Acute and chronic cholecystitis can be related to gallstone disease, although in childhood acalculous cholecystitis may be the most frequent form. Chronic acalculous cholecystitis is a subtype of pediatric chronic abdominal pain. The overall incidence of cholecystitis in children appears to be increasing. Studies suggest a widely variable but predominant female, Caucasian and late adolescent preponderance to the affected population. The Agency for Healthcare Research and Quality (AHRQ), Healthcare Cost and Utilization Project (HCUP), a national emergency department, pediatric and adult inpatient admission coding-based database was accessed for the population-weighted demographic characteristics related to documented principal diagnoses (International Classification of Diseases, Ninth Revision, Clinical Modification) of acute and chronic cholecystitis; pediatric and adult age range 2006-2012 (emergency department), 1997-2012 (inpatient service). ED-derived data show pediatric admissions at the smallest age category (1%), averaging 3.7/100 000 persons; discharges were highest in the 15-17 age range.
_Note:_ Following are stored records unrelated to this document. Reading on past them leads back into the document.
use crate::handlers::{
    bookings_admin_config, calendar_admin_config, contact_admin_config, coupons_admin_config,
    reviews_admin_config, rooms_admin_config, settings_admin_config, upsells_admin_config,
};
use crate::middlewares::AdminToken;
use crate::models::*;
use crate::services::{AdminAuthService, DashboardService};
use actix_web::{HttpMessage, HttpRequest, HttpResponse, ResponseError, Result, web};
use serde_json::json;

#[utoipa::path(
    post,
    path = "/admin/login",
    tag = "admin",
    request_body = LoginRequest,
    responses(
        (status = 200, description = "Session token to send as a bearer token", body = LoginResponse),
        (status = 401, description = "Invalid credentials")
    )
)]
pub async fn login(
    auth_service: web::Data<AdminAuthService>,
    request: web::Json<LoginRequest>,
) -> Result<HttpResponse> {
    match auth_service.login(request.into_inner()).await {
        Ok(session) => Ok(HttpResponse::Ok().json(json!({
            "success": true,
            "data": session
        }))),
        Err(e) => Ok(e.error_response()),
    }
}

#[utoipa::path(
    post,
    path = "/admin/logout",
    tag = "admin",
    security(
        ("bearer_auth" = [])
    ),
    responses(
        (status = 200, description = "Session closed")
    )
)]
pub async fn logout(
    auth_service: web::Data<AdminAuthService>,
    req: HttpRequest,
) -> Result<HttpResponse> {
    let token = req.extensions().get::<AdminToken>().cloned();
    let Some(AdminToken(token)) = token else {
        return Ok(HttpResponse::Ok().json(ApiResponse::<()>::message("Logged out")));
    };
    match auth_service.logout(&token).await {
        Ok(()) => Ok(HttpResponse::Ok().json(ApiResponse::<()>::message("Logged out"))),
        Err(e) => Ok(e.error_response()),
    }
}

#[utoipa::path(
    get,
    path = "/admin/dashboard",
    tag = "admin",
    security(
        ("bearer_auth" = [])
    ),
    responses(
        (status = 200, description = "Booking counts, revenue and pending work", body = DashboardStats)
    )
)]
pub async fn dashboard(dashboard_service: web::Data<DashboardService>) -> Result<HttpResponse> {
    match dashboard_service.stats().await {
        Ok(stats) => Ok(HttpResponse::Ok().json(json!({
            "success": true,
            "data": stats
        }))),
        Err(e) => Ok(e.error_response()),
    }
}

pub fn admin_config(cfg: &mut web::ServiceConfig) {
    cfg.service(
        web::scope("/admin")
            .route("/login", web::post().to(login))
            .route("/logout", web::post().to(logout))
            .route("/dashboard", web::get().to(dashboard))
            .configure(rooms_admin_config)
            .configure(bookings_admin_config)
            .configure(calendar_admin_config)
            .configure(upsells_admin_config)
            .configure(coupons_admin_config)
            .configure(reviews_admin_config)
            .configure(contact_admin_config)
            .configure(settings_admin_config),
    );
}
//! Booking state changes driven by payment events.

use crate::entities::{BookingStatus, PaymentStatus, TransactionStatus};

/// What the payment provider reports for a checkout session.
#[derive(Debug, Clone, Copy, PartialEq, Eq)]
pub enum ObservedPayment {
    Paid,
    Expired,
    Open,
}

impl ObservedPayment {
    pub fn as_str(&self) -> &'static str {
        match self {
            ObservedPayment::Paid => "paid",
            ObservedPayment::Expired => "expired",
            ObservedPayment::Open => "open",
        }
    }
}

#[derive(Debug, Clone, Copy, PartialEq, Eq)]
pub struct PaymentTransition {
    pub status: BookingStatus,
    pub payment_status: PaymentStatus,
    pub ledger_status: TransactionStatus,
    /// True only on the first move to paid
    pub sends_confirmation: bool,
}

/// `None` means the booking is left untouched. Paid is terminal here, so a
/// repeated or late event never produces a second confirmation.
pub fn payment_transition(
    status: BookingStatus,
    payment_status: PaymentStatus,
    observed: ObservedPayment,
) -> Option<PaymentTransition> {
    match observed {
        ObservedPayment::Paid => {
            if payment_status != PaymentStatus::Pending {
                return None;
            }
            // A cancelled booking no longer holds its nights, so a late
            // payment is recorded without reviving it.
            let (status, sends_confirmation) = match status {
                BookingStatus::Cancelled => (BookingStatus::Cancelled, false),
                BookingStatus::Completed => (BookingStatus::Completed, true),
                _ => (BookingStatus::Confirmed, true),
            };
            Some(PaymentTransition {
                status,
                payment_status: PaymentStatus::Paid,
                ledger_status: TransactionStatus::Paid,
                sends_confirmation,
            })
        }
        ObservedPayment::Expired => {
            if payment_status != PaymentStatus::Pending {
                return None;
            }
            Some(PaymentTransition {
                status: BookingStatus::Cancelled,
                payment_status: PaymentStatus::Expired,
                ledger_status: TransactionStatus::Expired,
                sends_confirmation: false,
            })
        }
        ObservedPayment::Open => None,
    }
}

#[cfg(test)]
mod tests {
    use super::*;

    #[test]
    fn test_first_payment_confirms_booking() {
        let t = payment_transition(
            BookingStatus::Pending,
            PaymentStatus::Pending,
            ObservedPayment::Paid,
        )
        .unwrap();
        assert_eq!(t.status, BookingStatus::Confirmed);
        assert_eq!(t.payment_status, PaymentStatus::Paid);
        assert!(t.sends_confirmation);
    }

    #[test]
    fn test_repeated_payment_is_a_no_op() {
        assert!(
            payment_transition(
                BookingStatus::Confirmed,
                PaymentStatus::Paid,
                ObservedPayment::Paid
            )
            .is_none()
        );
    }

    #[test]
    fn test_expiry_cancels_only_unpaid() {
        let t = payment_transition(
            BookingStatus::Pending,
            PaymentStatus::Pending,
            ObservedPayment::Expired,
        )
        .unwrap();
        assert_eq!(t.status, BookingStatus::Cancelled);
        assert_eq!(t.payment_status, PaymentStatus::Expired);
        assert!(!t.sends_confirmation);

        assert!(
            payment_transition(
                BookingStatus::Confirmed,
                PaymentStatus::Paid,
                ObservedPayment::Expired
            )
            .is_none()
        );
    }

    #[test]
    fn test_payment_after_cancellation_keeps_booking_cancelled() {
        let t = payment_transition(
            BookingStatus::Cancelled,
            PaymentStatus::Pending,
            ObservedPayment::Paid,
        )
        .unwrap();
        assert_eq!(t.status, BookingStatus::Cancelled);
        assert_eq!(t.payment_status, PaymentStatus::Paid);
        assert_eq!(t.ledger_status, TransactionStatus::Paid);
        assert!(!t.sends_confirmation);
    }

    #[test]
    fn test_open_session_changes_nothing() {
        assert!(
            payment_transition(
                BookingStatus::Pending,
                PaymentStatus::Pending,
                ObservedPayment::Open
            )
            .is_none()
        );
    }
}
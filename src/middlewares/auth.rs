use crate::error::AppError;
use crate::services::AdminAuthService;
use actix_web::http::Method;
use actix_web::{
    Error, HttpMessage,
    dev::{Service, ServiceRequest, ServiceResponse, Transform, forward_ready},
};
use futures_util::future::LocalBoxFuture;
use std::future::{Ready, ready};
use std::rc::Rc;

const ADMIN_PREFIX: &str = "/api/admin";
const LOGIN_PATH: &str = "/api/admin/login";

/// Bearer token of an authenticated admin request, stored in request extensions.
#[derive(Debug, Clone)]
pub struct AdminToken(pub String);

fn requires_admin(method: &Method, path: &str) -> bool {
    if method == Method::OPTIONS || path == LOGIN_PATH {
        return false;
    }
    path == ADMIN_PREFIX || path.starts_with("/api/admin/")
}

fn bearer_token(req: &ServiceRequest) -> Option<String> {
    req.headers()
        .get("Authorization")
        .and_then(|value| value.to_str().ok())
        .and_then(|value| value.strip_prefix("Bearer "))
        .map(|token| token.trim().to_string())
        .filter(|token| !token.is_empty())
}

/// Guards `/api/admin/**` (except login) with an admin session token.
pub struct AdminAuthMiddleware {
    auth_service: AdminAuthService,
}

impl AdminAuthMiddleware {
    pub fn new(auth_service: AdminAuthService) -> Self {
        Self { auth_service }
    }
}

impl<S, B> Transform<S, ServiceRequest> for AdminAuthMiddleware
where
    S: Service<ServiceRequest, Response = ServiceResponse<B>, Error = Error> + 'static,
    S::Future: 'static,
    B: 'static,
{
    type Response = ServiceResponse<B>;
    type Error = Error;
    type InitError = ();
    type Transform = AdminAuthMiddlewareService<S>;
    type Future = Ready<Result<Self::Transform, Self::InitError>>;

    fn new_transform(&self, service: S) -> Self::Future {
        ready(Ok(AdminAuthMiddlewareService {
            service: Rc::new(service),
            auth_service: self.auth_service.clone(),
        }))
    }
}

pub struct AdminAuthMiddlewareService<S> {
    service: Rc<S>,
    auth_service: AdminAuthService,
}

impl<S, B> Service<ServiceRequest> for AdminAuthMiddlewareService<S>
where
    S: Service<ServiceRequest, Response = ServiceResponse<B>, Error = Error> + 'static,
    S::Future: 'static,
    B: 'static,
{
    type Response = ServiceResponse<B>;
    type Error = Error;
    type Future = LocalBoxFuture<'static, Result<Self::Response, Self::Error>>;

    forward_ready!(service);

    fn call(&self, req: ServiceRequest) -> Self::Future {
        if !requires_admin(req.method(), req.path()) {
            return Box::pin(self.service.call(req));
        }

        let Some(token) = bearer_token(&req) else {
            let error = AppError::AuthError("Missing access token".to_string());
            return Box::pin(async move { Err(error.into()) });
        };

        let service = Rc::clone(&self.service);
        let auth_service = self.auth_service.clone();
        Box::pin(async move {
            if !auth_service.validate_token(&token).await? {
                return Err(AppError::AuthError("Invalid or expired session".to_string()).into());
            }
            req.extensions_mut().insert(AdminToken(token));
            service.call(req).await
        })
    }
}

#[cfg(test)]
mod tests {
    use super::*;

    #[test]
    fn test_admin_paths() {
        assert!(requires_admin(&Method::GET, "/api/admin/bookings"));
        assert!(requires_admin(&Method::POST, "/api/admin/logout"));
        assert!(!requires_admin(&Method::POST, "/api/admin/login"));
        assert!(!requires_admin(&Method::OPTIONS, "/api/admin/bookings"));
        assert!(!requires_admin(&Method::GET, "/api/rooms"));
        assert!(!requires_admin(&Method::GET, "/api/administrator"));
    }
}
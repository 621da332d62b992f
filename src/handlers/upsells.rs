use crate::models::*;
use crate::services::UpsellService;
use actix_web::{HttpResponse, ResponseError, Result, web};
use serde_json::json;
use uuid::Uuid;

#[utoipa::path(
    get,
    path = "/upsells",
    tag = "extras",
    params(UpsellQuery),
    responses(
        (status = 200, description = "Upsells in display order", body = [UpsellResponse])
    )
)]
pub async fn list_upsells(
    upsell_service: web::Data<UpsellService>,
    query: web::Query<UpsellQuery>,
) -> Result<HttpResponse> {
    match upsell_service.list_upsells(query.active_only).await {
        Ok(upsells) => Ok(HttpResponse::Ok().json(json!({
            "success": true,
            "data": upsells
        }))),
        Err(e) => Ok(e.error_response()),
    }
}

#[utoipa::path(
    post,
    path = "/admin/upsells",
    tag = "admin",
    request_body = CreateUpsellRequest,
    security(
        ("bearer_auth" = [])
    ),
    responses(
        (status = 201, description = "Upsell created", body = UpsellResponse),
        (status = 409, description = "Slug already taken")
    )
)]
pub async fn create_upsell(
    upsell_service: web::Data<UpsellService>,
    request: web::Json<CreateUpsellRequest>,
) -> Result<HttpResponse> {
    match upsell_service.create_upsell(request.into_inner()).await {
        Ok(upsell) => Ok(HttpResponse::Created().json(json!({
            "success": true,
            "data": upsell
        }))),
        Err(e) => Ok(e.error_response()),
    }
}

#[utoipa::path(
    put,
    path = "/admin/upsells/{id}",
    tag = "admin",
    params(
        ("id" = Uuid, Path, description = "Upsell id")
    ),
    request_body = UpdateUpsellRequest,
    security(
        ("bearer_auth" = [])
    ),
    responses(
        (status = 200, description = "Upsell updated", body = UpsellResponse),
        (status = 404, description = "Upsell not found")
    )
)]
pub async fn update_upsell(
    upsell_service: web::Data<UpsellService>,
    path: web::Path<Uuid>,
    request: web::Json<UpdateUpsellRequest>,
) -> Result<HttpResponse> {
    match upsell_service
        .update_upsell(path.into_inner(), request.into_inner())
        .await
    {
        Ok(upsell) => Ok(HttpResponse::Ok().json(json!({
            "success": true,
            "data": upsell
        }))),
        Err(e) => Ok(e.error_response()),
    }
}

#[utoipa::path(
    delete,
    path = "/admin/upsells/{id}",
    tag = "admin",
    params(
        ("id" = Uuid, Path, description = "Upsell id")
    ),
    security(
        ("bearer_auth" = [])
    ),
    responses(
        (status = 200, description = "Upsell deleted"),
        (status = 404, description = "Upsell not found")
    )
)]
pub async fn delete_upsell(
    upsell_service: web::Data<UpsellService>,
    path: web::Path<Uuid>,
) -> Result<HttpResponse> {
    match upsell_service.delete_upsell(path.into_inner()).await {
        Ok(()) => Ok(HttpResponse::Ok().json(ApiResponse::<()>::message("Upsell deleted"))),
        Err(e) => Ok(e.error_response()),
    }
}

pub fn upsells_config(cfg: &mut web::ServiceConfig) {
    cfg.route("/upsells", web::get().to(list_upsells));
}

pub fn upsells_admin_config(cfg: &mut web::ServiceConfig) {
    cfg.service(
        web::scope("/upsells")
            .route("", web::post().to(create_upsell))
            .route("/{id}", web::put().to(update_upsell))
            .route("/{id}", web::delete().to(delete_upsell)),
    );
}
Inpatient admission was more likely in older (93% >10 years), female (F:M 3.7:1) children, and patients from lower median household income residences. Over the study period, there was a significant relative increase in males. Mean length of inpatient stay was 3.2 days, tended to be shorter in female and older patients; this pattern was reflected in the overall hospital charges which rose threefold over the study period (1997-2012). Our study establishes the gender distribution of cholecystitis-related diagnoses and as yet poorly understood admission discrepancies based on gender and socioeconomic status. Length of admission has overall decreased but costs have risen threefold over the study period.